The chief concern remains assisting the stricken in Tohoku, but throughout the rest of the country, life has largely picked up where it left off ten days ago. From where I sit in central Tokyo, the most immediate threat to my well-being is the precipitous rise in coffee prices.

And so Japan has fallen below the fold. Fair enough that the eyes of the world have drifted elsewhere. Sectarian violence continues in Côte D'Ivoire, the West continues its feeble bet-hedging regarding the democratic uprising in Bahrain, and then of course there's that other oil-rich autocracy descending into blood-swamp anarchy: Libya. Having been a second-banana boogieman for forty years, Qaddafi is finally the world's top-billed despot. If the wanton slaughter of his own citizens wasn't enough to turn news network talking heads, then NATO nations' swift assault on Libya guarantees round-the-clock coverage. After all, when was the last time the French took the lead militarily? That itself is news-worthy.
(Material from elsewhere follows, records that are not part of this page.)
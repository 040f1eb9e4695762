/*!
 * Registry Values
 * Named, typed byte payloads held by a key
 */

use bytes::Bytes;
use serde::{Deserialize, Serialize};

use crate::memory::utf16_bytes;

/// NT registry value type tag (`REG_*`)
#[derive(Debug, Clone, Copy, PartialEq, Eq, Hash, Serialize, Deserialize)]
#[serde(rename_all = "snake_case")]
#[repr(u32)]
pub enum ValueType {
    None = 0,
    String = 1,
    ExpandString = 2,
    Binary = 3,
    Dword = 4,
    DwordBigEndian = 5,
    Link = 6,
    MultiString = 7,
    ResourceList = 8,
    FullResourceDescriptor = 9,
    ResourceRequirementsList = 10,
    Qword = 11,
}

impl ValueType {
    #[inline]
    pub const fn as_raw(self) -> u32 {
        self as u32
    }

    pub fn from_raw(raw: u32) -> Option<Self> {
        Some(match raw {
            0 => ValueType::None,
            1 => ValueType::String,
            2 => ValueType::ExpandString,
            3 => ValueType::Binary,
            4 => ValueType::Dword,
            5 => ValueType::DwordBigEndian,
            6 => ValueType::Link,
            7 => ValueType::MultiString,
            8 => ValueType::ResourceList,
            9 => ValueType::FullResourceDescriptor,
            10 => ValueType::ResourceRequirementsList,
            11 => ValueType::Qword,
            _ => return None,
        })
    }
}

/// One value under a registry key
///
/// `data` is exactly what a query returns; string encodings are chosen by
/// the constructor and never re-derived.
#[derive(Debug, Clone, PartialEq, Eq)]
pub struct RegistryValue {
    pub name: String,
    pub value_type: ValueType,
    pub data: Bytes,
}

impl RegistryValue {
    pub fn new(name: impl Into<String>, value_type: ValueType, data: impl Into<Bytes>) -> Self {
        Self {
            name: name.into(),
            value_type,
            data: data.into(),
        }
    }

    /// `REG_SZ` holding exactly the UTF-16 characters of `value`
    pub fn string(name: impl Into<String>, value: &str) -> Self {
        Self::new(name, ValueType::String, utf16_bytes(value))
    }

    /// `REG_SZ` with a terminating NUL counted in the data
    pub fn string_with_nul(name: impl Into<String>, value: &str) -> Self {
        let mut data = utf16_bytes(value);
        data.extend_from_slice(&[0, 0]);
        Self::new(name, ValueType::String, data)
    }

    pub fn expand_string(name: impl Into<String>, value: &str) -> Self {
        Self::new(name, ValueType::ExpandString, utf16_bytes(value))
    }

    /// `REG_MULTI_SZ`: each string NUL terminated, then a final NUL
    pub fn multi_string<S: AsRef<str>>(name: impl Into<String>, values: &[S]) -> Self {
        let mut data = Vec::new();
        for value in values {
            data.extend(utf16_bytes(value.as_ref()));
            data.extend_from_slice(&[0, 0]);
        }
        data.extend_from_slice(&[0, 0]);
        Self::new(name, ValueType::MultiString, data)
    }

    pub fn dword(name: impl Into<String>, value: u32) -> Self {
        Self::new(name, ValueType::Dword, value.to_le_bytes().to_vec())
    }

    pub fn qword(name: impl Into<String>, value: u64) -> Self {
        Self::new(name, ValueType::Qword, value.to_le_bytes().to_vec())
    }

    pub fn binary(name: impl Into<String>, data: impl Into<Bytes>) -> Self {
        Self::new(name, ValueType::Binary, data)
    }

    #[inline]
    pub fn data_len(&self) -> usize {
        self.data.len()
    }
}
The speed with which France attacked Libya while fleeing Japan seems paradoxical, but it's all part of Sarkozy's renewed effort to appear authoritative in the run-up to next year's election. Sarkozy's credibility hinges upon his actions in Libya: not only was Foreign Minister Michele Alliot-Marie forced to resign after vocally supporting the since-deposed Tunisian regime, Qaddafi's son is now claiming to have contributed to Sarkozy's 2007 election campaign.

Furthermore, the French government was "stung by criticism they were slow to react to the crises in Egypt and Tunisia." Not only did this ensure military dick-swinging that would be lauded as bold & assertive, it explains why French citizens were the first to be evacuated from Japan following the hydra-headed disasters of March 11. Sarkozy could afford to be ambivalent towards the tumult in Tunisia and Egypt, but he would not survive being perceived as indifferent to French citizens caught in one of the greatest natural disasters in recorded history. However, now the evacuation seems premature and even the aerial assault upon Libya has been called "impromptu." Instead of swift-thinking and determined, Sarkozy risks appearing like (in The Economist's words) he is "policymaking by impulse and improvisation."

Meanwhile, as the newshounds sniff out new scents, a different kind of drift may be occurring in Japan: intercultural estrangement. This is arguably the first Japanese disaster with international consequences since the Second World War, a side-effect of which will be a warp in Japanese-foreigner relations. As countless others and I have noted many times, Japan is arguably the most homogeneous & xenophobic of developed nations (which is really saying something). As such, it's a delicate high-wire act for both Japanese and foreigners to engage each other's culture without retreating to unflattering stereotypes. The foreign community simply isn't large enough to stake its own turf unapologetically, and the Japanese have to tolerate - however grudgingly - those among them who are different.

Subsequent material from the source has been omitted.